Task item
Word for word, restate the records that follow.

== Segment start ==

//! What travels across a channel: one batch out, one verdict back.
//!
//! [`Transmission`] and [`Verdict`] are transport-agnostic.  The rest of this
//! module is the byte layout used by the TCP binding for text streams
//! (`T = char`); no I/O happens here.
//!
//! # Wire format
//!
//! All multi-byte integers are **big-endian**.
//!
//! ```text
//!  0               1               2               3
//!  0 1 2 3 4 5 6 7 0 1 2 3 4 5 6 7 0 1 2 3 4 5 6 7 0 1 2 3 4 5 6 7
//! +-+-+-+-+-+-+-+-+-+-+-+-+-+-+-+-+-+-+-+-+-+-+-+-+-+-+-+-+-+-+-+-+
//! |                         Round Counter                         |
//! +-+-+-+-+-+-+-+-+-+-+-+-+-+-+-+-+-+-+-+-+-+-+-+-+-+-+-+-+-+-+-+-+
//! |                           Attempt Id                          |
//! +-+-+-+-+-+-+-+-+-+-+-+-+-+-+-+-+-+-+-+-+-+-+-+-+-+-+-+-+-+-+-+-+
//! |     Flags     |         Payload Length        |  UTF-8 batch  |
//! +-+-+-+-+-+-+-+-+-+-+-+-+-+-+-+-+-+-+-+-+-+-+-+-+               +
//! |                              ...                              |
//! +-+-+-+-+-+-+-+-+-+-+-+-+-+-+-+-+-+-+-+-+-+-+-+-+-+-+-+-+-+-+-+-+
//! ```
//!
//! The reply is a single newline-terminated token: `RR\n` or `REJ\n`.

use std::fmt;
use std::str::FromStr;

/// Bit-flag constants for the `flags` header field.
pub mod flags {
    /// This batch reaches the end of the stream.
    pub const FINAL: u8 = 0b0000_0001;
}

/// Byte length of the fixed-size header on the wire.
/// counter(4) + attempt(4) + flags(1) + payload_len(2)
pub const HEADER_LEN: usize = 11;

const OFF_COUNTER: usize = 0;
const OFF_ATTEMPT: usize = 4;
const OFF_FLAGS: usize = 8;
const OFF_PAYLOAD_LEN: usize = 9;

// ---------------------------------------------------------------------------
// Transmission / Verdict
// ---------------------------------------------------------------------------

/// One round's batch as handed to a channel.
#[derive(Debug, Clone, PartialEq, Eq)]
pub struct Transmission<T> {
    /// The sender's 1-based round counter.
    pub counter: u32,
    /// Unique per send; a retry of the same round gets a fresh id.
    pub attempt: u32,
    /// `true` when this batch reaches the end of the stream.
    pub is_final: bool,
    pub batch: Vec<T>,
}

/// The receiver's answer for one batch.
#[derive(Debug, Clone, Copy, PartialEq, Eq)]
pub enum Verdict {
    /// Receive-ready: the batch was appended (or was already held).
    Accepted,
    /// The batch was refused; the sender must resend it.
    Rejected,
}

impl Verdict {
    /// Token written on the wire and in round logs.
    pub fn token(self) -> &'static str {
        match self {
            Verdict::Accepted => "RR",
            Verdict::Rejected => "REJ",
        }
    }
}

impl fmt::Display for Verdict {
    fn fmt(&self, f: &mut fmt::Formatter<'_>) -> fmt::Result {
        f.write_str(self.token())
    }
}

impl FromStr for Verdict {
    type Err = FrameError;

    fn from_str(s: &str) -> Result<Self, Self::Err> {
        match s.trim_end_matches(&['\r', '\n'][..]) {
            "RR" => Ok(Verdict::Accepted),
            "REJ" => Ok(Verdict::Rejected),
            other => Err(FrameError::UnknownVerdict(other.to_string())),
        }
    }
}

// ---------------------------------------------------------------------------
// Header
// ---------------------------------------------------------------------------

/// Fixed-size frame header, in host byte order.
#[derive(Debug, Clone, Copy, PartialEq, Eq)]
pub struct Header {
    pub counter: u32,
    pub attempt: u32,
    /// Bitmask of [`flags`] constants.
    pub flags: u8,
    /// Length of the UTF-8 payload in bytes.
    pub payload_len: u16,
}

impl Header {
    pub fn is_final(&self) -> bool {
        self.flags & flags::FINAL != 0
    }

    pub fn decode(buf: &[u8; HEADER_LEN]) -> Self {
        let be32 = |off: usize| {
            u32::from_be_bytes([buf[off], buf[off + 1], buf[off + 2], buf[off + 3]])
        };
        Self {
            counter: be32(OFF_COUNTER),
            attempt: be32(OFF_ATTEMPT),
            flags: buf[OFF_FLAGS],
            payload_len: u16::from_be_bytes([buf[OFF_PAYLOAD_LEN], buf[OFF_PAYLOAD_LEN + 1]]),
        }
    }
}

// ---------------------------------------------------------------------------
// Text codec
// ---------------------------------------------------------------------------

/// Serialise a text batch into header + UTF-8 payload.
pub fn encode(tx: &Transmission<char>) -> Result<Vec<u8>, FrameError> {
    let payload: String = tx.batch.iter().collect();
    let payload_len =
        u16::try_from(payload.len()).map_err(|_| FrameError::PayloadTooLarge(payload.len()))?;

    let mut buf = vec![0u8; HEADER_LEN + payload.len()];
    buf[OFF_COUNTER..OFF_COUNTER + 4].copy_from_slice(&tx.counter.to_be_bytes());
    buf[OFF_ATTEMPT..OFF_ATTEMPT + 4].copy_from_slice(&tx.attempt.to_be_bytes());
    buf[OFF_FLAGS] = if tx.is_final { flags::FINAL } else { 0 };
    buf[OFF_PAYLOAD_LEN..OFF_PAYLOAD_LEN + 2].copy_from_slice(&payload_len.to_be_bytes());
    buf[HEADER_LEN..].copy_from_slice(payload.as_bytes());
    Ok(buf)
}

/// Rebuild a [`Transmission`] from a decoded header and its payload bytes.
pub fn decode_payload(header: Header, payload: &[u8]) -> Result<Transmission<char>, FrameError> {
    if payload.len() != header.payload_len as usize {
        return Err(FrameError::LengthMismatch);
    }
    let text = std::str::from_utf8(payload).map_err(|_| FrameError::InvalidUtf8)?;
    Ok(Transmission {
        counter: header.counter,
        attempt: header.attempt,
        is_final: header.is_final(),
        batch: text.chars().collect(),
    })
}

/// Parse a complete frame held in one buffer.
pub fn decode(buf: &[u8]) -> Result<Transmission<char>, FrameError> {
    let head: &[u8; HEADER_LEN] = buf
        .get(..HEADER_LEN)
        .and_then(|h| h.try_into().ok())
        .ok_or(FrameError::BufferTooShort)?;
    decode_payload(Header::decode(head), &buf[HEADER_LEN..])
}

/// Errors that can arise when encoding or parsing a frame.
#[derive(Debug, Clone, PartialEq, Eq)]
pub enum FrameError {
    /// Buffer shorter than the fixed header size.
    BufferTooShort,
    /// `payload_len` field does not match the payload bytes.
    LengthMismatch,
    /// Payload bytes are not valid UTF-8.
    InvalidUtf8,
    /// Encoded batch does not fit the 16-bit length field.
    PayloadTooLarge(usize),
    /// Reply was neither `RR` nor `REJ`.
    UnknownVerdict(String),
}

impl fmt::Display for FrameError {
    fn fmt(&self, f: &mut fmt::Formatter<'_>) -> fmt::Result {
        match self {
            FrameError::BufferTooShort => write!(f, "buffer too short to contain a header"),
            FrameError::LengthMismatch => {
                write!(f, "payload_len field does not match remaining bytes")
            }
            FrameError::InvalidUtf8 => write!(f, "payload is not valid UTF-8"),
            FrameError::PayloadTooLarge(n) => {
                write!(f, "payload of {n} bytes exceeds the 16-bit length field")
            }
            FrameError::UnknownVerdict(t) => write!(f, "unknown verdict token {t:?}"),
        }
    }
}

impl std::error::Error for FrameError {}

== Segment end ==

Response below
//! What travels across a channel: one batch out, one verdict back.
//!
//! [`Transmission`] and [`Verdict`] are transport-agnostic.  The rest of this
//! module is the byte layout used by the TCP binding for text streams
//! (`T = char`); no I/O happens here.
//!
//! # Wire format
//!
//! All multi-byte integers are **big-endian**.
//!
//! ```text
//!  0               1               2               3
//!  0 1 2 3 4 5 6 7 0 1 2 3 4 5 6 7 0 1 2 3 4 5 6 7 0 1 2 3 4 5 6 7
//! +-+-+-+-+-+-+-+-+-+-+-+-+-+-+-+-+-+-+-+-+-+-+-+-+-+-+-+-+-+-+-+-+
//! |                         Round Counter                         |
//! +-+-+-+-+-+-+-+-+-+-+-+-+-+-+-+-+-+-+-+-+-+-+-+-+-+-+-+-+-+-+-+-+
//! |                           Attempt Id                          |
//! +-+-+-+-+-+-+-+-+-+-+-+-+-+-+-+-+-+-+-+-+-+-+-+-+-+-+-+-+-+-+-+-+
//! |     Flags     |         Payload Length        |  UTF-8 batch  |
//! +-+-+-+-+-+-+-+-+-+-+-+-+-+-+-+-+-+-+-+-+-+-+-+-+               +
//! |                              ...                              |
//! +-+-+-+-+-+-+-+-+-+-+-+-+-+-+-+-+-+-+-+-+-+-+-+-+-+-+-+-+-+-+-+-+
//! ```
//!
//! The reply is a single newline-terminated token: `RR\n` or `REJ\n`.

use std::fmt;
use std::str::FromStr;

/// Bit-flag constants for the `flags` header field.
pub mod flags {
    /// This batch reaches the end of the stream.
    pub const FINAL: u8 = 0b0000_0001;
}

/// Byte length of the fixed-size header on the wire.
/// counter(4) + attempt(4) + flags(1) + payload_len(2)
pub const HEADER_LEN: usize = 11;

const OFF_COUNTER: usize = 0;
const OFF_ATTEMPT: usize = 4;
const OFF_FLAGS: usize = 8;
const OFF_PAYLOAD_LEN: usize = 9;

// ---------------------------------------------------------------------------
// Transmission / Verdict
// ---------------------------------------------------------------------------

/// One round's batch as handed to a channel.
#[derive(Debug, Clone, PartialEq, Eq)]
pub struct Transmission<T> {
    /// The sender's 1-based round counter.
    pub counter: u32,
    /// Unique per send; a retry of the same round gets a fresh id.
    pub attempt: u32,
    /// `true` when this batch reaches the end of the stream.
    pub is_final: bool,
    pub batch: Vec<T>,
}

/// The receiver's answer for one batch.
#[derive(Debug, Clone, Copy, PartialEq, Eq)]
pub enum Verdict {
    /// Receive-ready: the batch was appended (or was already held).
    Accepted,
    /// The batch was refused; the sender must resend it.
    Rejected,
}

impl Verdict {
    /// Token written on the wire and in round logs.
    pub fn token(self) -> &'static str {
        match self {
            Verdict::Accepted => "RR",
            Verdict::Rejected => "REJ",
        }
    }
}

impl fmt::Display for Verdict {
    fn fmt(&self, f: &mut fmt::Formatter<'_>) -> fmt::Result {
        f.write_str(self.token())
    }
}

impl FromStr for Verdict {
    type Err = FrameError;

    fn from_str(s: &str) -> Result<Self, Self::Err> {
        match s.trim_end_matches(&['\r', '\n'][..]) {
            "RR" => Ok(Verdict::Accepted),
            "REJ" => Ok(Verdict::Rejected),
            other => Err(FrameError::UnknownVerdict(other.to_string())),
        }
    }
}

// ---------------------------------------------------------------------------
// Header
// ---------------------------------------------------------------------------

/// Fixed-size frame header, in host byte order.
#[derive(Debug, Clone, Copy, PartialEq, Eq)]
pub struct Header {
    pub counter: u32,
    pub attempt: u32,
    /// Bitmask of [`flags`] constants.
    pub flags: u8,
    /// Length of the UTF-8 payload in bytes.
    pub payload_len: u16,
}

impl Header {
    pub fn is_final(&self) -> bool {
        self.flags & flags::FINAL != 0
    }

    pub fn decode(buf: &[u8; HEADER_LEN]) -> Self {
        let be32 = |off: usize| {
            u32::from_be_bytes([buf[off], buf[off + 1], buf[off + 2], buf[off + 3]])
        };
        Self {
            counter: be32(OFF_COUNTER),
            attempt: be32(OFF_ATTEMPT),
            flags: buf[OFF_FLAGS],
            payload_len: u16::from_be_bytes([buf[OFF_PAYLOAD_LEN], buf[OFF_PAYLOAD_LEN + 1]]),
        }
    }
}

// ---------------------------------------------------------------------------
// Text codec
// ---------------------------------------------------------------------------

/// Serialise a text batch into header + UTF-8 payload.
pub fn encode(tx: &Transmission<char>) -> Result<Vec<u8>, FrameError> {
    let payload: String = tx.batch.iter().collect();
    let payload_len =
        u16::try_from(payload.len()).map_err(|_| FrameError::PayloadTooLarge(payload.len()))?;

    let mut buf = vec![0u8; HEADER_LEN + payload.len()];
    buf[OFF_COUNTER..OFF_COUNTER + 4].copy_from_slice(&tx.counter.to_be_bytes());
    buf[OFF_ATTEMPT..OFF_ATTEMPT + 4].copy_from_slice(&tx.attempt.to_be_bytes());
    buf[OFF_FLAGS] = if tx.is_final { flags::FINAL } else { 0 };
    buf[OFF_PAYLOAD_LEN..OFF_PAYLOAD_LEN + 2].copy_from_slice(&payload_len.to_be_bytes());
    buf[HEADER_LEN..].copy_from_slice(payload.as_bytes());
    Ok(buf)
}

/// Rebuild a [`Transmission`] from a decoded header and its payload bytes.
pub fn decode_payload(header: Header, payload: &[u8]) -> Result<Transmission<char>, FrameError> {
    if payload.len() != header.payload_len as usize {
        return Err(FrameError::LengthMismatch);
    }
    let text = std::str::from_utf8(payload).map_err(|_| FrameError::InvalidUtf8)?;
    Ok(Transmission {
        counter: header.counter,
        attempt: header.attempt,
        is_final: header.is_final(),
        batch: text.chars().collect(),
    })
}

/// Parse a complete frame held in one buffer.
pub fn decode(buf: &[u8]) -> Result<Transmission<char>, FrameError> {
    let head: &[u8; HEADER_LEN] = buf
        .get(..HEADER_LEN)
        .and_then(|h| h.try_into().ok())
        .ok_or(FrameError::BufferTooShort)?;
    decode_payload(Header::decode(head), &buf[HEADER_LEN..])
}

/// Errors that can arise when encoding or parsing a frame.
#[derive(Debug, Clone, PartialEq, Eq)]
pub enum FrameError {
    /// Buffer shorter than the fixed header size.
    BufferTooShort,
    /// `payload_len` field does not match the payload bytes.
    LengthMismatch,
    /// Payload bytes are not valid UTF-8.
    InvalidUtf8,
    /// Encoded batch does not fit the 16-bit length field.
    PayloadTooLarge(usize),
    /// Reply was neither `RR` nor `REJ`.
    UnknownVerdict(String),
}

impl fmt::Display for FrameError {
    fn fmt(&self, f: &mut fmt::Formatter<'_>) -> fmt::Result {
        match self {
            FrameError::BufferTooShort => write!(f, "buffer too short to contain a header"),
            FrameError::LengthMismatch => {
                write!(f, "payload_len field does not match remaining bytes")
            }
            FrameError::InvalidUtf8 => write!(f, "payload is not valid UTF-8"),
            FrameError::PayloadTooLarge(n) => {
                write!(f, "payload of {n} bytes exceeds the 16-bit length field")
            }
            FrameError::UnknownVerdict(t) => write!(f, "unknown verdict token {t:?}"),
        }
    }
}

impl std::error::Error for FrameError {}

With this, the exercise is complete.